Exercise instructions >>
Please copy each line of the data that includes the string "WhitelistCommands".

Start of Block

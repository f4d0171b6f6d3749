//! Network interface, firewall and LAN settings.

use std::net::IpAddr;

use serde::{Deserialize, Serialize};

use crate::protocol::schema::{blank_ip, impl_record};
use crate::protocol::vocabulary::{ConfigurationType, NetworkType, PowerProduction};

/// Addressing of one network interface.
///
/// Every field is optional so a partial update leaves the rest untouched.
#[derive(Debug, Clone, PartialEq, Eq, Default, Serialize, Deserialize)]
pub struct InterfaceConfiguration {
    #[serde(rename = "networkType", default, skip_serializing_if = "Option::is_none")]
    pub network_type: Option<NetworkType>,
    #[serde(rename = "configurationType", default, skip_serializing_if = "Option::is_none")]
    pub configuration_type: Option<ConfigurationType>,
    /// `""` from the gateway means no address is assigned.
    #[serde(
        rename = "ipAddress",
        default,
        deserialize_with = "blank_ip::deserialize",
        skip_serializing_if = "Option::is_none"
    )]
    pub ip_address: Option<IpAddr>,
    #[serde(rename = "subnetMask", default, skip_serializing_if = "Option::is_none")]
    pub subnet_mask: Option<String>,
    #[serde(default, skip_serializing_if = "Option::is_none")]
    pub gateway: Option<String>,
    #[serde(rename = "dnsServer", default, skip_serializing_if = "Option::is_none")]
    pub dns_server: Option<String>,
}

impl InterfaceConfiguration {
    pub fn is_empty(&self) -> bool {
        *self == Self::default()
    }
}

/// One side of a port forwarding rule.
#[derive(Debug, Clone, PartialEq, Eq, Default, Serialize, Deserialize)]
pub struct FirewallEndpoint {
    #[serde(default, skip_serializing_if = "Option::is_none")]
    pub device: Option<String>,
    #[serde(default, skip_serializing_if = "Option::is_none")]
    pub port: Option<String>,
}

#[derive(Debug, Clone, PartialEq, Eq, Default, Serialize, Deserialize)]
pub struct FirewallSetting {
    /// Unique key of this rule within the list.
    #[serde(rename = "firewallSettingsId", default, skip_serializing_if = "Option::is_none")]
    pub id: Option<String>,
    #[serde(default, skip_serializing_if = "Option::is_none")]
    pub external: Option<FirewallEndpoint>,
    #[serde(default, skip_serializing_if = "Option::is_none")]
    pub internal: Option<FirewallEndpoint>,
    #[serde(default, skip_serializing_if = "Option::is_none")]
    pub protocol: Option<String>,
    #[serde(default, skip_serializing_if = "Option::is_none")]
    pub enable: Option<bool>,
}

#[derive(Debug, Clone, PartialEq, Eq, Default, Serialize, Deserialize)]
pub struct FirewallSettingsConfiguration {
    #[serde(rename = "FirewallSettings", default, skip_serializing_if = "Option::is_none")]
    pub settings: Option<Vec<FirewallSetting>>,
}

/// LAN side settings.
#[derive(Debug, Clone, PartialEq, Eq, Default, Serialize, Deserialize)]
pub struct GeneralSettings {
    #[serde(rename = "lan2PortMode", default, skip_serializing_if = "Option::is_none")]
    pub lan2_port_mode: Option<String>,
    #[serde(rename = "lan1IpAddress", default, skip_serializing_if = "Option::is_none")]
    pub lan1_ip_address: Option<String>,
    #[serde(rename = "lan1Netmask", default, skip_serializing_if = "Option::is_none")]
    pub lan1_netmask: Option<String>,
    #[serde(rename = "lan1dhcpRange", default, skip_serializing_if = "Option::is_none")]
    pub lan1_dhcp_range: Option<String>,
    #[serde(rename = "dhcpStatus", default, skip_serializing_if = "Option::is_none")]
    pub dhcp_status: Option<String>,
}

#[derive(Debug, Clone, PartialEq, Eq, Default, Serialize, Deserialize)]
pub struct PowerProductionSetting {
    #[serde(rename = "powerProduction", default, skip_serializing_if = "Option::is_none")]
    pub power_production: Option<PowerProduction>,
}

#[derive(Debug, Clone, PartialEq, Eq, Default, Serialize, Deserialize)]
pub struct PowerProductionStatus {
    #[serde(rename = "powerProduction", default, skip_serializing_if = "Option::is_none")]
    pub power_production: Option<PowerProduction>,
    #[serde(default, skip_serializing_if = "Option::is_none")]
    pub result: Option<String>,
}

/// Start checking whether the cell modem can reach `address`.
#[derive(Debug, Clone, PartialEq, Eq, Serialize, Deserialize)]
pub struct CellPrimaryCheck {
    pub address: String,
}

#[derive(Debug, Clone, PartialEq, Eq, Default, Serialize, Deserialize)]
pub struct NetworkInterface {
    #[serde(default, skip_serializing_if = "Option::is_none")]
    pub interface: Option<String>,
    /// Name shown to users.
    #[serde(default, skip_serializing_if = "Option::is_none")]
    pub alias: Option<String>,
}

#[derive(Debug, Clone, PartialEq, Eq, Default, Serialize, Deserialize)]
pub struct PingableDevice {
    #[serde(default, skip_serializing_if = "Option::is_none")]
    pub address: Option<String>,
    #[serde(default, skip_serializing_if = "Option::is_none")]
    pub alias: Option<String>,
}

impl_record!(
    InterfaceConfiguration,
    FirewallEndpoint,
    FirewallSetting,
    FirewallSettingsConfiguration,
    GeneralSettings,
    PowerProductionSetting,
    PowerProductionStatus,
    CellPrimaryCheck,
    NetworkInterface,
    PingableDevice,
);
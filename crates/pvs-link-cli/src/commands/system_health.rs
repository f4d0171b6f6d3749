//! System health command implementation.

use pvs_link_core::protocol::records::HealthCheckRequest;
use pvs_link_core::GatewayClient;

use crate::cli::{SystemHealthArgs, SystemHealthCommands};
use crate::error::Result;
use crate::output::{render, OutputFormatter};

/// Run the system-health command
pub async fn run_system_health(
    args: SystemHealthArgs,
    client: &GatewayClient,
    output: &dyn OutputFormatter,
) -> Result<String> {
    match args.command {
        SystemHealthCommands::GetChecklist { category } => {
            render(output, &client.health_checklist(category).await?)
        }
        SystemHealthCommands::StartCheck { checks, category } => {
            let request = HealthCheckRequest { checks, category };
            render(output, &client.start_health_check(&request).await?)
        }
        SystemHealthCommands::GetCheckStatus => {
            render(output, &client.health_check_status().await?)
        }
    }
}
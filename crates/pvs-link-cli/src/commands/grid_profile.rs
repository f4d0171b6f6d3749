//! Grid profile command implementation.

use pvs_link_core::GatewayClient;

use crate::cli::{GridProfileArgs, GridProfileCommands};
use crate::error::Result;
use crate::output::{render, OutputFormatter};

/// Run the grid-profile command
pub async fn run_grid_profile(
    args: GridProfileArgs,
    client: &GatewayClient,
    output: &dyn OutputFormatter,
) -> Result<String> {
    match args.command {
        GridProfileCommands::GetList => render(output, &client.grid_profiles().await?),
        GridProfileCommands::GetStatus => render(output, &client.grid_profile_status().await?),
        GridProfileCommands::SetProfile { id } => {
            render(output, &client.set_grid_profile(&id).await?)
        }
    }
}
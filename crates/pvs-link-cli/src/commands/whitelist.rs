//! Whitelist command implementation.

use pvs_link_core::protocol::records::Whitelist;
use pvs_link_core::GatewayClient;

use crate::cli::{WhitelistArgs, WhitelistCommands};
use crate::error::Result;
use crate::input;
use crate::output::{render, OutputFormatter};

/// Run the whitelist command
pub async fn run_whitelist(
    args: WhitelistArgs,
    client: &GatewayClient,
    output: &dyn OutputFormatter,
) -> Result<String> {
    match args.command {
        WhitelistCommands::Get => render(output, &client.whitelist().await?),
        WhitelistCommands::Update {
            config_file,
            hostname,
        } => {
            let whitelist = input::file_or_flags(config_file.as_deref(), || {
                Ok(Whitelist {
                    hostname: Some(input::required(hostname, "hostname")?),
                })
            })?;
            render(output, &client.update_whitelist(&whitelist).await?)
        }
    }
}
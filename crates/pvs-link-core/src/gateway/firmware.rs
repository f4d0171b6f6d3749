use super::transport::GatewayClient;
use super::SERVER_ERROR;
use crate::error::{FailureKind, Result};
use crate::protocol::records::{DataFwResponse, DatalessResponse, FirmwareUpdateRequest};
use crate::protocol::Endpoints;

impl GatewayClient {
    pub async fn firmware_info(&self) -> Result<DataFwResponse> {
        self.get(Endpoints::firmware(), &[])
            .await
            .map_err(|e| e.escalate(SERVER_ERROR, FailureKind::Operation, "Failed to get firmware info"))
    }

    pub async fn start_firmware_update(&self, request: &FirmwareUpdateRequest) -> Result<DatalessResponse> {
        self.post(Endpoints::firmware(), Some(request))
            .await
            .map_err(|e| e.escalate(SERVER_ERROR, FailureKind::Operation, "Failed to start firmware update"))
    }
}
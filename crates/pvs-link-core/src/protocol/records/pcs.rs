//! Power control system limits.

use serde::{Deserialize, Serialize};

use crate::protocol::schema::impl_record;

/// Breaker and busbar ratings, in amps, that bound storage charge and export.
#[derive(Debug, Clone, PartialEq, Eq, Default, Serialize, Deserialize)]
pub struct PcsSettings {
    #[serde(default, skip_serializing_if = "Option::is_none")]
    pub main_service_panel_breaker: Option<i64>,
    #[serde(default, skip_serializing_if = "Option::is_none")]
    pub main_service_panel_busbar: Option<i64>,
    #[serde(default, skip_serializing_if = "Option::is_none")]
    pub hubplus_breaker: Option<i64>,
    #[serde(default, skip_serializing_if = "Option::is_none")]
    pub hubplus_busbar: Option<i64>,
    #[serde(default, skip_serializing_if = "Option::is_none")]
    pub enable_pcs: Option<bool>,
}

impl PcsSettings {
    pub fn is_empty(&self) -> bool {
        *self == Self::default()
    }
}

impl_record!(PcsSettings);
use proc_macro2::{Literal, TokenStream};
use quote::quote;
use syn::{Ident, Path};

/// One variant of the generated state enum.
pub struct StateVariant {
    pub ident: Ident,
    /// Scoped name, `Map.State`.
    pub name: String,
}

pub fn render_state_enum(
    state_enum: &Ident,
    runtime: &Path,
    states: &[StateVariant],
) -> TokenStream {
    let variants: Vec<_> = states.iter().map(|s| &s.ident).collect();
    let names = states.iter().map(|s| Literal::string(&s.name));
    let count = states.len();

    quote! {
        /// Every state of the machine, one variant per `Map_State`.
        #[derive(Debug, Clone, Copy, PartialEq, Eq, Hash)]
        #[allow(non_camel_case_types)]
        pub enum #state_enum {
            #(#variants,)*
        }

        impl #state_enum {
            /// All states, indexed by id.
            pub const ALL: [#state_enum; #count] = [#(#state_enum::#variants,)*];

            pub fn name(self) -> &'static str {
                #runtime::StateId::name(self)
            }

            pub fn id(self) -> usize {
                #runtime::StateId::id(self)
            }
        }

        impl #runtime::StateId for #state_enum {
            fn name(self) -> &'static str {
                match self {
                    #(#state_enum::#variants => #names,)*
                }
            }

            fn id(self) -> usize {
                self as usize
            }

            fn from_id(id: usize) -> Option<Self> {
                Self::ALL.get(id).copied()
            }
        }
    }
}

End of Block

Written answer >>
use crate::cli::{WhitelistArgs, WhitelistCommands};
        WhitelistCommands::Get => render(output, &client.whitelist().await?),
        WhitelistCommands::Update {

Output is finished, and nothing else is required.